Suppose $\boldsymbol{r}(t)$ is a smooth vector-valued function $I\rightarrow\mathbb{R}^n$, i.e. a curve. For each $t\in I$, $\frac{{\rm d}^k\boldsymbol{r}}{{\rm d}t^k}$ is a linear combination of $\frac{{\rm d}\boldsymbol{r}}{{\rm d}t},\cdots,\frac{{\rm d}^{k-1}\boldsymbol{r}}{{\rm d}t^{k-1}}$ and $\frac{{\rm d}\boldsymbol{r}}{{\rm d}t},\cdots,\frac{{\rm d}^{k-1}\boldsymbol{r}}{{\rm d}t^{k-1}}$ are linearly independent. Then the whole curve is contained in an invariant plane spanned by $\frac{{\rm d}\boldsymbol{r}}{{\rm d}t},\cdots,\frac{{\rm d}^{k-1}\boldsymbol{r}}{{\rm d}t^{k-1}}$.

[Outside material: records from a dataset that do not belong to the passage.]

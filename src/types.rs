use serde::{Deserialize, Serialize};
use serde_json::Value;

// ── Constants ──────────────────────────────────────────────────────────

pub const STARTGG_API_URL: &str = "https://api.start.gg/gql/alpha";
pub const STARTGG_USER_AGENT: &str = "upset-thread";
pub const STARTGG_SETS_PER_PAGE: i32 = 40;
/// `SetFilters.state` for completed sets.
pub const STARTGG_COMPLETED_STATE: i32 = 3;
pub const STARTGG_PAGE_DELAY_MS: u64 = 800;
pub const STARTGG_MAX_RETRIES: u32 = 10;
pub const STARTGG_RETRY_BASE_DELAY_MS: u64 = 1000;
pub const DEFAULT_GAME_TITLE: &str = "game/ultimate";
pub const DEFAULT_STORE_PATH: &str = "data/upset_store.json";
pub const CHARACTER_SELECTION_TYPE: &str = "CHARACTER";

// ── Config types ───────────────────────────────────────────────────────

#[derive(Debug, Clone, PartialEq, Serialize, Deserialize)]
#[serde(rename_all = "camelCase", default)]
pub struct AppConfig {
    pub startgg_api_url: String,
    pub startgg_token: String,
    pub game_title: String,
    pub store_path: String,
    pub page_delay_ms: u64,
    pub max_retries: u32,
    pub retry_base_delay_ms: u64,
    pub sets_per_page: i32,
}

impl Default for AppConfig {
    fn default() -> Self {
        Self {
            startgg_api_url: STARTGG_API_URL.to_string(),
            startgg_token: String::new(),
            game_title: DEFAULT_GAME_TITLE.to_string(),
            store_path: DEFAULT_STORE_PATH.to_string(),
            page_delay_ms: STARTGG_PAGE_DELAY_MS,
            max_retries: STARTGG_MAX_RETRIES,
            retry_base_delay_ms: STARTGG_RETRY_BASE_DELAY_MS,
            sets_per_page: STARTGG_SETS_PER_PAGE,
        }
    }
}

// ── Start.gg GraphQL response types ────────────────────────────────────

#[derive(Deserialize)]
pub struct StartggGraphqlResponse<T> {
    pub data: Option<T>,
    pub errors: Option<Vec<StartggGraphqlError>>,
}

#[derive(Deserialize)]
pub struct StartggGraphqlError {
    pub message: Option<String>,
}

#[derive(Deserialize)]
#[serde(rename_all = "camelCase")]
pub struct StartggEventSetsData {
    pub event: Option<StartggEventSetsNode>,
}

#[derive(Deserialize)]
#[serde(rename_all = "camelCase")]
pub struct StartggEventSetsNode {
    pub id: Option<Value>,
    pub slug: Option<String>,
    pub sets: Option<StartggSetConnection>,
}

#[derive(Deserialize)]
#[serde(rename_all = "camelCase")]
pub struct StartggSetConnection {
    pub nodes: Option<Vec<StartggSetNode>>,
    pub page_info: Option<StartggPageInfo>,
}

#[derive(Deserialize)]
#[serde(rename_all = "camelCase")]
pub struct StartggPageInfo {
    pub total: Option<i32>,
    pub total_pages: Option<i32>,
}

#[derive(Deserialize)]
#[serde(rename_all = "camelCase")]
pub struct StartggVideogameData {
    pub videogame: Option<StartggVideogameNode>,
}

#[derive(Deserialize)]
#[serde(rename_all = "camelCase")]
pub struct StartggVideogameNode {
    pub id: Option<Value>,
    pub slug: Option<String>,
    pub characters: Option<Vec<StartggCharacterNode>>,
}

#[derive(Debug, Clone, Serialize, Deserialize)]
#[serde(rename_all = "camelCase")]
pub struct StartggCharacterNode {
    pub id: Option<Value>,
    pub name: Option<String>,
}

/// Raw bracket match as returned by the event sets query, or as saved to a
/// file from a previous fetch.
#[derive(Debug, Clone, Default, Serialize, Deserialize)]
#[serde(rename_all = "camelCase")]
pub struct StartggSetNode {
    pub id: Option<Value>,
    pub completed_at: Option<i64>,
    pub games: Option<Vec<StartggGameNode>>,
    pub identifier: Option<String>,
    pub display_score: Option<String>,
    pub full_round_text: Option<String>,
    pub total_games: Option<i32>,
    pub l_placement: Option<i32>,
    pub w_placement: Option<i32>,
    pub winner_id: Option<Value>,
    pub state: Option<Value>,
    pub round: Option<i32>,
    pub slots: Option<Vec<StartggSetSlotNode>>,
}

#[derive(Debug, Clone, Default, Serialize, Deserialize)]
#[serde(rename_all = "camelCase")]
pub struct StartggGameNode {
    pub id: Option<Value>,
    pub winner_id: Option<Value>,
    pub order_num: Option<i32>,
    pub selections: Option<Vec<StartggSelectionNode>>,
}

#[derive(Debug, Clone, Default, Serialize, Deserialize)]
#[serde(rename_all = "camelCase")]
pub struct StartggSelectionNode {
    pub order_num: Option<i32>,
    pub selection_type: Option<String>,
    pub selection_value: Option<Value>,
    pub entrant: Option<StartggEntrantNode>,
}

#[derive(Debug, Clone, Default, Serialize, Deserialize)]
#[serde(rename_all = "camelCase")]
pub struct StartggSetSlotNode {
    pub entrant: Option<StartggEntrantNode>,
}

#[derive(Debug, Clone, Default, Serialize, Deserialize)]
#[serde(rename_all = "camelCase")]
pub struct StartggEntrantNode {
    pub id: Option<Value>,
    pub name: Option<String>,
    pub initial_seed_num: Option<i32>,
    pub standing: Option<StartggStandingNode>,
}

#[derive(Debug, Clone, Default, Serialize, Deserialize)]
#[serde(rename_all = "camelCase")]
pub struct StartggStandingNode {
    pub is_final: Option<bool>,
    pub placement: Option<i32>,
}

/// One page of completed sets.
#[derive(Debug, Clone, Default)]
pub struct EventPage {
    pub nodes: Vec<StartggSetNode>,
    pub total_pages: i32,
}
use std::thread::sleep;
use std::time::Duration;

use crate::error::{FetchError, Result};
use crate::normalize::{CharacterCache, MatchNormalizer};
use crate::seeding::SeedBucketTable;
use crate::startgg::MatchSource;
use crate::store::UpsetStore;
use crate::thread::{assemble_thread, UpsetThread};
use crate::types::StartggSetNode;

/// Fetch, normalize, classify and persist one event's upset thread.
pub struct UpsetService<'a> {
    store: &'a dyn UpsetStore,
    source: &'a dyn MatchSource,
    table: SeedBucketTable,
    game: String,
    page_delay: Duration,
}

impl<'a> UpsetService<'a> {
    pub fn new(
        store: &'a dyn UpsetStore,
        source: &'a dyn MatchSource,
        game: &str,
        page_delay: Duration,
    ) -> Self {
        Self {
            store,
            source,
            table: SeedBucketTable::new(),
            game: game.to_string(),
            page_delay,
        }
    }

    /// Pages through every completed set. Hitting the pagination ceiling ends
    /// the walk with what was collected so far.
    pub fn fetch_nodes(&self, slug: &str) -> std::result::Result<Vec<StartggSetNode>, FetchError> {
        let mut nodes = Vec::new();
        let mut page = 1;
        loop {
            if !self.page_delay.is_zero() {
                sleep(self.page_delay);
            }
            match self.source.event_page(slug, page) {
                Ok(event_page) => {
                    tracing::info!(
                        slug,
                        page,
                        total_pages = event_page.total_pages,
                        sets = event_page.nodes.len(),
                        "fetched sets page"
                    );
                    nodes.extend(event_page.nodes);
                    if page >= event_page.total_pages {
                        break;
                    }
                    page += 1;
                }
                Err(FetchError::PageCeiling) => {
                    tracing::warn!(slug, page, sets = nodes.len(), "pagination ceiling reached, stopping");
                    break;
                }
                Err(err) => return Err(err),
            }
        }
        Ok(nodes)
    }

    pub fn process(&self, slug: &str, title: &str) -> Result<UpsetThread> {
        let nodes = self.fetch_nodes(slug)?;
        let normalizer = MatchNormalizer::new(
            &self.table,
            CharacterCache::new(self.store, self.source, &self.game),
        );
        let mut sets = normalizer.normalize_all(&nodes)?;
        sets.sort_by(|a, b| b.upset_factor.cmp(&a.upset_factor));

        let thread = assemble_thread(slug, title, &sets);
        self.store.add_sets(slug, &thread.to_stored())?;
        tracing::info!(slug, stored = thread.len(), "persisted upset thread");
        self.stored_thread(slug, title)
    }

    pub fn stored_thread(&self, slug: &str, title: &str) -> Result<UpsetThread> {
        load_thread(self.store, slug, title)
    }
}

/// Rebuilds the thread from whatever the store holds for the event.
pub fn load_thread(store: &dyn UpsetStore, slug: &str, title: &str) -> Result<UpsetThread> {
    let stored = store.get_sets(slug)?;
    Ok(UpsetThread::from_stored(slug, title, &stored)?)
}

My book says that it suffices to prove that the derivatives of the basis $\{\frac{{\rm d}\boldsymbol{r}}{{\rm d}t},\cdots,\frac{{\rm d}^{k-1}\boldsymbol{r}}{{\rm d}t^{k-1}}\}$ are linear combinations of the basis itself, which is obviously. But I don't know why it works. Thanks for any help in advance.

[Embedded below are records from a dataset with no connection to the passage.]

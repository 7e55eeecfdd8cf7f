//! Compact storage encoding for upset thread items.
//!
//! Version 1 is a bare 12 element JSON array, positional:
//!
//! ```text
//! [winnersName, winnersCharacters, winnersSeed, score, losersName,
//!  losersCharacters, isWinnersBracket, losersSeed, losersPlacement,
//!  upsetFactor, completedAt, category]
//! ```
//!
//! The set id is not part of the payload; it is the hash field the payload is
//! stored under. Later versions must be distinguishable from a bare array so
//! existing stores keep decoding.

use serde_json::Value;

use crate::classify::Category;
use crate::error::CodecError;
use crate::thread::UpsetThreadItem;

#[derive(Debug, Clone, Copy, PartialEq, Eq)]
pub enum CodecVersion {
    V1,
}

pub const CURRENT_VERSION: CodecVersion = CodecVersion::V1;

type WireV1 = (
    String,
    String,
    i32,
    Option<String>,
    String,
    String,
    bool,
    i32,
    i32,
    i32,
    i64,
    String,
);

pub fn encode_item(item: &UpsetThreadItem) -> String {
    encode_item_as(item, CURRENT_VERSION)
}

pub fn encode_item_as(item: &UpsetThreadItem, version: CodecVersion) -> String {
    match version {
        CodecVersion::V1 => {
            let wire: WireV1 = (
                item.winners_name.clone(),
                item.winners_characters.clone(),
                item.winners_seed,
                item.score.clone(),
                item.losers_name.clone(),
                item.losers_characters.clone(),
                item.is_winners_bracket,
                item.losers_seed,
                item.losers_placement,
                item.upset_factor,
                item.completed_at,
                item.category.tag().to_string(),
            );
            // a tuple of strings, numbers and bools always serializes
            serde_json::to_string(&wire).unwrap_or_default()
        }
    }
}

pub fn detect_version(value: &Value) -> Option<CodecVersion> {
    match value {
        Value::Array(_) => Some(CodecVersion::V1),
        _ => None,
    }
}

pub fn decode_item(id: &str, raw: &str) -> Result<UpsetThreadItem, CodecError> {
    let json_err = |source| CodecError::Json {
        id: id.to_string(),
        source,
    };
    let value: Value = serde_json::from_str(raw).map_err(json_err)?;
    match detect_version(&value) {
        Some(CodecVersion::V1) => {
            let wire: WireV1 = serde_json::from_value(value).map_err(json_err)?;
            Ok(from_wire_v1(id, wire))
        }
        None => Err(CodecError::UnsupportedFormat { id: id.to_string() }),
    }
}

fn from_wire_v1(id: &str, wire: WireV1) -> UpsetThreadItem {
    let (
        winners_name,
        winners_characters,
        winners_seed,
        score,
        losers_name,
        losers_characters,
        is_winners_bracket,
        losers_seed,
        losers_placement,
        upset_factor,
        completed_at,
        category,
    ) = wire;
    UpsetThreadItem {
        id: id.to_string(),
        winners_name,
        winners_characters,
        winners_seed,
        score,
        losers_name,
        losers_characters,
        is_winners_bracket,
        losers_seed,
        losers_placement,
        upset_factor,
        completed_at,
        category: Category::from_tag(&category),
    }
}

First, to be careful, it's an affine plane (not necessarily passing through the origin).
Note that the $(k-1)$-plane spanned by the first $k-1$ derivatives is constant as a function of $t$, and for any vector $A$ orthogonal to that plane, we have $A\cdot \big(r(t)-r(t_0)\big)=0$. Can you finish?